**** Raw data
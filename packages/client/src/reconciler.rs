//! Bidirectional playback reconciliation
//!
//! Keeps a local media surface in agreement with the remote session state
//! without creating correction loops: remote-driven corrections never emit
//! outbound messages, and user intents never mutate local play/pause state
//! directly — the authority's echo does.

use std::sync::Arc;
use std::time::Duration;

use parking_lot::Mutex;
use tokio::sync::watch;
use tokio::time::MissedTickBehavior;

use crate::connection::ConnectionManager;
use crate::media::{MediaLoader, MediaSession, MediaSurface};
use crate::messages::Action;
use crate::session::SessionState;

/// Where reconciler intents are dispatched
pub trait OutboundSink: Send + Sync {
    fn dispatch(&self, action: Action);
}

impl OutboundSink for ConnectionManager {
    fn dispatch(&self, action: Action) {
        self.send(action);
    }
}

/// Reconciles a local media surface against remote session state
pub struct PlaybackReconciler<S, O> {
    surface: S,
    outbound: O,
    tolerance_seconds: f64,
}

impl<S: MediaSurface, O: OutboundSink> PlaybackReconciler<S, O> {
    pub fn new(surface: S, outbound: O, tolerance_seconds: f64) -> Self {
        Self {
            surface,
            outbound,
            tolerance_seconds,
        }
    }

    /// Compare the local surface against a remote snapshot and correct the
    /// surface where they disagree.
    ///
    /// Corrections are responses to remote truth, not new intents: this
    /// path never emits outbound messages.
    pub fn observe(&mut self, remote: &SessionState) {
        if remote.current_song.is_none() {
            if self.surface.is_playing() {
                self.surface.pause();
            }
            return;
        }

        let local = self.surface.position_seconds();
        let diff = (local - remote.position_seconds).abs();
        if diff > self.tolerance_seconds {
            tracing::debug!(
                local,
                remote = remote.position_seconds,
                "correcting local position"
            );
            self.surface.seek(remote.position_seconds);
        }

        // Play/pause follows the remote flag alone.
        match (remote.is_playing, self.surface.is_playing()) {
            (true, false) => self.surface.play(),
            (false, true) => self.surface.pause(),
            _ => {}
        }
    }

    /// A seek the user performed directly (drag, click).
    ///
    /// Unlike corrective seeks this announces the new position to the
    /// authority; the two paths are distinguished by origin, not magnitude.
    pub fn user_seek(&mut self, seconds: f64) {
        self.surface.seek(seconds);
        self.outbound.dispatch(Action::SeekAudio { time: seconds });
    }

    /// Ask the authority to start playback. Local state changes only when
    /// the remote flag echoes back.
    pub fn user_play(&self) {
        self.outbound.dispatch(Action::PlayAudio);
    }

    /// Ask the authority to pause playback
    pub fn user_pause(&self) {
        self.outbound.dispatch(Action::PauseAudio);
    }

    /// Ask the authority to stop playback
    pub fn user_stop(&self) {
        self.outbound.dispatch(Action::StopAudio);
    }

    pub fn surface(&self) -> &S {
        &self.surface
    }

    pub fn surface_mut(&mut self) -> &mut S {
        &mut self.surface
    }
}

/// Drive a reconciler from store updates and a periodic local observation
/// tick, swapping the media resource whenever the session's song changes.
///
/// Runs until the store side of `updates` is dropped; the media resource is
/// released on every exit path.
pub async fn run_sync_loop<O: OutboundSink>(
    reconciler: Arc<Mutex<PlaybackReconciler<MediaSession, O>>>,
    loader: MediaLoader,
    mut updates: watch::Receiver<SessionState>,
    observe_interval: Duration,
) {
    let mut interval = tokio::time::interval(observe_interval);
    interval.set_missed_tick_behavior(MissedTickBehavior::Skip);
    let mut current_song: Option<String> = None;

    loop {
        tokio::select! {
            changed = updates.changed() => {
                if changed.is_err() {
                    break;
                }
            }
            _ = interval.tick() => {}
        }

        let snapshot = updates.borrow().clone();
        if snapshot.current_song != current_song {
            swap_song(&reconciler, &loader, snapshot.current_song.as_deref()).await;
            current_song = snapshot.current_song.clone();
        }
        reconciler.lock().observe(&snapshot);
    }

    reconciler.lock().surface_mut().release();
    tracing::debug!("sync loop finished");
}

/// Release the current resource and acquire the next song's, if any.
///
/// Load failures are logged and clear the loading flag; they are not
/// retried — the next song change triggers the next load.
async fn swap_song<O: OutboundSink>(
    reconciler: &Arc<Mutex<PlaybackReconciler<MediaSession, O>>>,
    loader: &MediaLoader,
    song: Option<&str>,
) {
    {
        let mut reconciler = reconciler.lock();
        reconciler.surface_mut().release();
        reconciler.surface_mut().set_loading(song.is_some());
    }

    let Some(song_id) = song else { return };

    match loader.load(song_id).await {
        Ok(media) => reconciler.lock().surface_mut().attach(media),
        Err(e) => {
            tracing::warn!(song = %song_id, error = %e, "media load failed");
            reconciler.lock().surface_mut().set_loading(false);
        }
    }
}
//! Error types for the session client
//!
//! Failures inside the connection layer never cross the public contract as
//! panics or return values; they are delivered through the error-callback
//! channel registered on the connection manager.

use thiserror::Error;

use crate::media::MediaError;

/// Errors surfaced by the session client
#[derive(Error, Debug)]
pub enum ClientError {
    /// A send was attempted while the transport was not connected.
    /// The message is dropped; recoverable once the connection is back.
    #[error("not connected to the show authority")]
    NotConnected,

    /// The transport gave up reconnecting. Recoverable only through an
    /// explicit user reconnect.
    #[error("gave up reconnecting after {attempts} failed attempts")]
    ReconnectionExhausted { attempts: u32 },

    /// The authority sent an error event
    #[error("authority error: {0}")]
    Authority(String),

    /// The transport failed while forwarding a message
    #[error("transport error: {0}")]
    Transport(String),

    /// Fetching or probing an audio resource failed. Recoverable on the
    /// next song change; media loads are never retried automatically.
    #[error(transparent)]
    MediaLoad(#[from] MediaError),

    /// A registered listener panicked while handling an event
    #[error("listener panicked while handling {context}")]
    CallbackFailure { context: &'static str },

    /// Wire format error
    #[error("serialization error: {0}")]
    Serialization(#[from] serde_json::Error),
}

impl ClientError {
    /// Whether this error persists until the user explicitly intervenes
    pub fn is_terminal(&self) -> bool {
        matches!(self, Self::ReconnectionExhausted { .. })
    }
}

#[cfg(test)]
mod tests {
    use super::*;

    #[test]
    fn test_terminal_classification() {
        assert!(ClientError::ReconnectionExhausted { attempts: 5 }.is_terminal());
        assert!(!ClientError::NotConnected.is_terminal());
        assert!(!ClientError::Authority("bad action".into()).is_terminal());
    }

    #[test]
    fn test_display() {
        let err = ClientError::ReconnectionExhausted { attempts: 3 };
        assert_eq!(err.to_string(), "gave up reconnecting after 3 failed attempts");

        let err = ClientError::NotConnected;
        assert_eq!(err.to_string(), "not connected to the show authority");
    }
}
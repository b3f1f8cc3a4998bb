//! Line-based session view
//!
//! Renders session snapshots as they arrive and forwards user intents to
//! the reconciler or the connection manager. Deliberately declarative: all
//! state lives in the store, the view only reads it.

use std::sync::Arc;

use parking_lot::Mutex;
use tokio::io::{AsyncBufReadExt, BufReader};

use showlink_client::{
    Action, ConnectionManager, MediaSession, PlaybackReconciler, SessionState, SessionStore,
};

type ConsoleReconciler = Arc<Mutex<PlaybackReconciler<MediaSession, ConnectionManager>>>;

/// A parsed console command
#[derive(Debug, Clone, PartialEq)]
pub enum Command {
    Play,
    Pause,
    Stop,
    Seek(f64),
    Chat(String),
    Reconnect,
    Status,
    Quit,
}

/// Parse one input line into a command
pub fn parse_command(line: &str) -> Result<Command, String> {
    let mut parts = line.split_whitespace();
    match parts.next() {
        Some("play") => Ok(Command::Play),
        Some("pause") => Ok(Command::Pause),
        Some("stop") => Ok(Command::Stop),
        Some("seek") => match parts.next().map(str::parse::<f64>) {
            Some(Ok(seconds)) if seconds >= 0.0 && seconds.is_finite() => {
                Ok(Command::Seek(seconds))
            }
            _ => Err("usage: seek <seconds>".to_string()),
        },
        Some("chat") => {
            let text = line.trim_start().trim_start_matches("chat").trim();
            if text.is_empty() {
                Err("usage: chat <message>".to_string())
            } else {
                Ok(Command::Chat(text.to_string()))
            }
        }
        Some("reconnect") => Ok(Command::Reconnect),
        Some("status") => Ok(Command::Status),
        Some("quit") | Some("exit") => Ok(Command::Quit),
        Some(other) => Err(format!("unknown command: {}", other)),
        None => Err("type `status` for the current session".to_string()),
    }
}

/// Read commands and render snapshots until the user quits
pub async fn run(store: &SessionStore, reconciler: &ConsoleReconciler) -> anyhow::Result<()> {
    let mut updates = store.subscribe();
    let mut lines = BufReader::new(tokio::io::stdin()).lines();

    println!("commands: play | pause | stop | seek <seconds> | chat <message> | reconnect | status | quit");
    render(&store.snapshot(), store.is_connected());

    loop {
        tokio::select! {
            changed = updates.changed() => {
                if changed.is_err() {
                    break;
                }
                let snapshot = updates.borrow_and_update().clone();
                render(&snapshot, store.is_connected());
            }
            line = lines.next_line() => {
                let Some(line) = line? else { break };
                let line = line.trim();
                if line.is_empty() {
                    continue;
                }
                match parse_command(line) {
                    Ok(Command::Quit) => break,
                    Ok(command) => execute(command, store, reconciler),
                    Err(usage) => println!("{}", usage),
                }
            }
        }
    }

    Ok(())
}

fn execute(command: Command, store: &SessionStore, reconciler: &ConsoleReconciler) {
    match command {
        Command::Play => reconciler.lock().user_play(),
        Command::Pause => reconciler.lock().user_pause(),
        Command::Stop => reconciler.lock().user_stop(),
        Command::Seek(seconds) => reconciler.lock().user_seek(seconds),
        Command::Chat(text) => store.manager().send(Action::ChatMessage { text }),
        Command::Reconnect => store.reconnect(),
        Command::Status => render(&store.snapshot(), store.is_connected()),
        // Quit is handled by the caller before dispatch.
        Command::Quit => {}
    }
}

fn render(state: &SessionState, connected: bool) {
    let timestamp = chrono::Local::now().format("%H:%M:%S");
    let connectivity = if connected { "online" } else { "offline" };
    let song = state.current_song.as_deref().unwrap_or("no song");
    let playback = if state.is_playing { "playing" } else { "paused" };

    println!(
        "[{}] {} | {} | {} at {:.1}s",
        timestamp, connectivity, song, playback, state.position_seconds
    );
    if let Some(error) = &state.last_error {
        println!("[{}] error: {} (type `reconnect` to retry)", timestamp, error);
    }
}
********
### [Task item]
In the entries above, find the line holding "through the error-callback" and the line holding "connection is back.", then retype exactly those two lines and every line between them, and nothing else.

### [Answer for the task]
//! panics or return values; they are delivered through the error-callback
//! channel registered on the connection manager.

use thiserror::Error;

use crate::media::MediaError;

/// Errors surfaced by the session client
#[derive(Error, Debug)]
pub enum ClientError {
    /// A send was attempted while the transport was not connected.
    /// The message is dropped; recoverable once the connection is back.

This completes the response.